══ Task inputs ══
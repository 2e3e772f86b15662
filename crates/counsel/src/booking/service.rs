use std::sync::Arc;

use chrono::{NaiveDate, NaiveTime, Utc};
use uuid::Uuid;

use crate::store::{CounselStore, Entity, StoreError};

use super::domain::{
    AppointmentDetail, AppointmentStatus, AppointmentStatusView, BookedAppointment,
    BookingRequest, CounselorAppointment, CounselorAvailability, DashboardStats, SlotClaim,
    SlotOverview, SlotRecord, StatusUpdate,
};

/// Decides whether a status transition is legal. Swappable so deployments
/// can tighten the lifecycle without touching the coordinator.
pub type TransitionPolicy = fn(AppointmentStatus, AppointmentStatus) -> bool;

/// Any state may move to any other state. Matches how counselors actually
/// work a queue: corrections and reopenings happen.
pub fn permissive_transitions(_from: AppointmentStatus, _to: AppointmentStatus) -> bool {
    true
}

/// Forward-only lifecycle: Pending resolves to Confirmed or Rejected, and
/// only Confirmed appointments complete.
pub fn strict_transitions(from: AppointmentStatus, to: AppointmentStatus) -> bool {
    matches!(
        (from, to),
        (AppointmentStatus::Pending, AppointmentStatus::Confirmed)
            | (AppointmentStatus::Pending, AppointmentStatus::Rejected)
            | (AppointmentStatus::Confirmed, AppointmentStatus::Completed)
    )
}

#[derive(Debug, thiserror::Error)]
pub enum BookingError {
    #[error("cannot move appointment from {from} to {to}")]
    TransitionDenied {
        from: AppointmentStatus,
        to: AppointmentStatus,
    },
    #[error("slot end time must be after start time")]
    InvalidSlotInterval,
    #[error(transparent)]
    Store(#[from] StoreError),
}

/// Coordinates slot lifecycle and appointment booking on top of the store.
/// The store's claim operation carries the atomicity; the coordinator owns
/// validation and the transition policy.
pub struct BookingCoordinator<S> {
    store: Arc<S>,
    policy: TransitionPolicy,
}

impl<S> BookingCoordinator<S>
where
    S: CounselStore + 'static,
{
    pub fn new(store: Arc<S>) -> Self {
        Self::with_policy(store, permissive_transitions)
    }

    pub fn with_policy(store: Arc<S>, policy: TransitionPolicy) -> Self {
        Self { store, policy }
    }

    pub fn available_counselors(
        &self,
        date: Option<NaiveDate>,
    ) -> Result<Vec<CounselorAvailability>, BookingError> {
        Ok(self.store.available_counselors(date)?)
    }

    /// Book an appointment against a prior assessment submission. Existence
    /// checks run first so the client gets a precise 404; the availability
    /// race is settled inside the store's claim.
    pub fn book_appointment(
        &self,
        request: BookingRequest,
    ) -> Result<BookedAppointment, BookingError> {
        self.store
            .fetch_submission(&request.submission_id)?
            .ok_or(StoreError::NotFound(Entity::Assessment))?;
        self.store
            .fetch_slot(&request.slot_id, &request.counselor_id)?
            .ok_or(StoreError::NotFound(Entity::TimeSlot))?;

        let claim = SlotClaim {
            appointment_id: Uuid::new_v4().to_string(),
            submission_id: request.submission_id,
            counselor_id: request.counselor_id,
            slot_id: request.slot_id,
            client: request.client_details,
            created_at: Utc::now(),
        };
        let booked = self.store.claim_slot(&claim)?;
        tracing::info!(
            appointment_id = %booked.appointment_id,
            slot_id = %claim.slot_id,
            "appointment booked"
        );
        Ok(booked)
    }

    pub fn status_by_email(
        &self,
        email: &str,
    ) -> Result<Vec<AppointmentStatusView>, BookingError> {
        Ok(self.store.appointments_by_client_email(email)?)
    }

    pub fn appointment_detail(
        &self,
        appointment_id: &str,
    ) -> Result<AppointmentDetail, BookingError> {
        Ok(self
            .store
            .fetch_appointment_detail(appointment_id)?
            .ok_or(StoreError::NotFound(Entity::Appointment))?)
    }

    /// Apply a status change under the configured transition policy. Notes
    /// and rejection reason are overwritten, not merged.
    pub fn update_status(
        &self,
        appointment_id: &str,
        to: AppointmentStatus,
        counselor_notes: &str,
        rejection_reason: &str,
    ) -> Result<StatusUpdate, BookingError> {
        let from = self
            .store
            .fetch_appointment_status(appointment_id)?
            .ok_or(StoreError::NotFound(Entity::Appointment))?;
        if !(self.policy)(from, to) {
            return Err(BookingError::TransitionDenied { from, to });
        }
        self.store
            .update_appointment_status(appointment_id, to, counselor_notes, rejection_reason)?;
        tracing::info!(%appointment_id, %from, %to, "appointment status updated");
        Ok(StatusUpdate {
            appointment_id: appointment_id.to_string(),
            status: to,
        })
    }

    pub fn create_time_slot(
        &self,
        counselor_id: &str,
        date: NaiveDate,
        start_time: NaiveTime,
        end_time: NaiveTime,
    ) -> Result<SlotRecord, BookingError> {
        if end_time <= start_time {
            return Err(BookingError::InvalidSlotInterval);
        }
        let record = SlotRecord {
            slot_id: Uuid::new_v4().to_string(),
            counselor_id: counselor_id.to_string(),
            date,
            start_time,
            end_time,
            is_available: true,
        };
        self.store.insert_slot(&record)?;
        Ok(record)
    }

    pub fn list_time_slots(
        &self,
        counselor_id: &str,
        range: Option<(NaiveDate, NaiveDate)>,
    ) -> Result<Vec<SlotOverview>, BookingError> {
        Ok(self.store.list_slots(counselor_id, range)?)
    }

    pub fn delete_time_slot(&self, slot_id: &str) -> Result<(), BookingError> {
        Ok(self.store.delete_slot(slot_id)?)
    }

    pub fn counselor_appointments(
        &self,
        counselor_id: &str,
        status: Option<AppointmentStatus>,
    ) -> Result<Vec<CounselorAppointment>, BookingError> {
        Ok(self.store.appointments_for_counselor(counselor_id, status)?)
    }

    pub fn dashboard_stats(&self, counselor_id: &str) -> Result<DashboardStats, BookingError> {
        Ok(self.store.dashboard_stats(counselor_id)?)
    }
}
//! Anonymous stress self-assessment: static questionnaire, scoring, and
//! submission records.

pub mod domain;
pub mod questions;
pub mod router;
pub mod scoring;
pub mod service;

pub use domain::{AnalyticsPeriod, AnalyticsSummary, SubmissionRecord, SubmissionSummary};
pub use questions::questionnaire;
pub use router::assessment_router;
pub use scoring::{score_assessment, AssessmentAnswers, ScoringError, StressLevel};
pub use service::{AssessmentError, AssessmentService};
═══
══ Task inputs ══
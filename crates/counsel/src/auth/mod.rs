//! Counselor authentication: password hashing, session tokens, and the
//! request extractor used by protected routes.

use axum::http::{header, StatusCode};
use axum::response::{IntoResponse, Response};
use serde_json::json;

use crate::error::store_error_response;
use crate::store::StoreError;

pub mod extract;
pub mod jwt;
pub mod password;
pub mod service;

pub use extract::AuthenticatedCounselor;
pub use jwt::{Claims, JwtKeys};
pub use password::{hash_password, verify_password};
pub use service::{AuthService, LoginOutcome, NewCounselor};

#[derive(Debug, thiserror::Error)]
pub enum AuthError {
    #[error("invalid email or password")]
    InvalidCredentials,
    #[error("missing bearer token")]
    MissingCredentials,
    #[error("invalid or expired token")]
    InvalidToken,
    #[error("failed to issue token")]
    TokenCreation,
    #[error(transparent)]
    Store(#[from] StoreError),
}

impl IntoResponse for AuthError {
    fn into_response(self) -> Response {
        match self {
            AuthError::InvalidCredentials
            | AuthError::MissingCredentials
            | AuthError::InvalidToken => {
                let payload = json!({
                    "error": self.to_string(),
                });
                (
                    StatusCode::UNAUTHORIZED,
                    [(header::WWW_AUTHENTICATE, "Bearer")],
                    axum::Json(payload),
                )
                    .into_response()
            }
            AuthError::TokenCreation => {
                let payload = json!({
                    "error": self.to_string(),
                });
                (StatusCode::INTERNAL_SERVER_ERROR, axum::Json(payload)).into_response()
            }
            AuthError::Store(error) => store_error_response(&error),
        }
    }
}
═══
◆ **The task**: Read through the entries above and copy each line that has the string "TokenCreation" in it.

◆ **Response to this task**:
    TokenCreation,
            AuthError::TokenCreation => {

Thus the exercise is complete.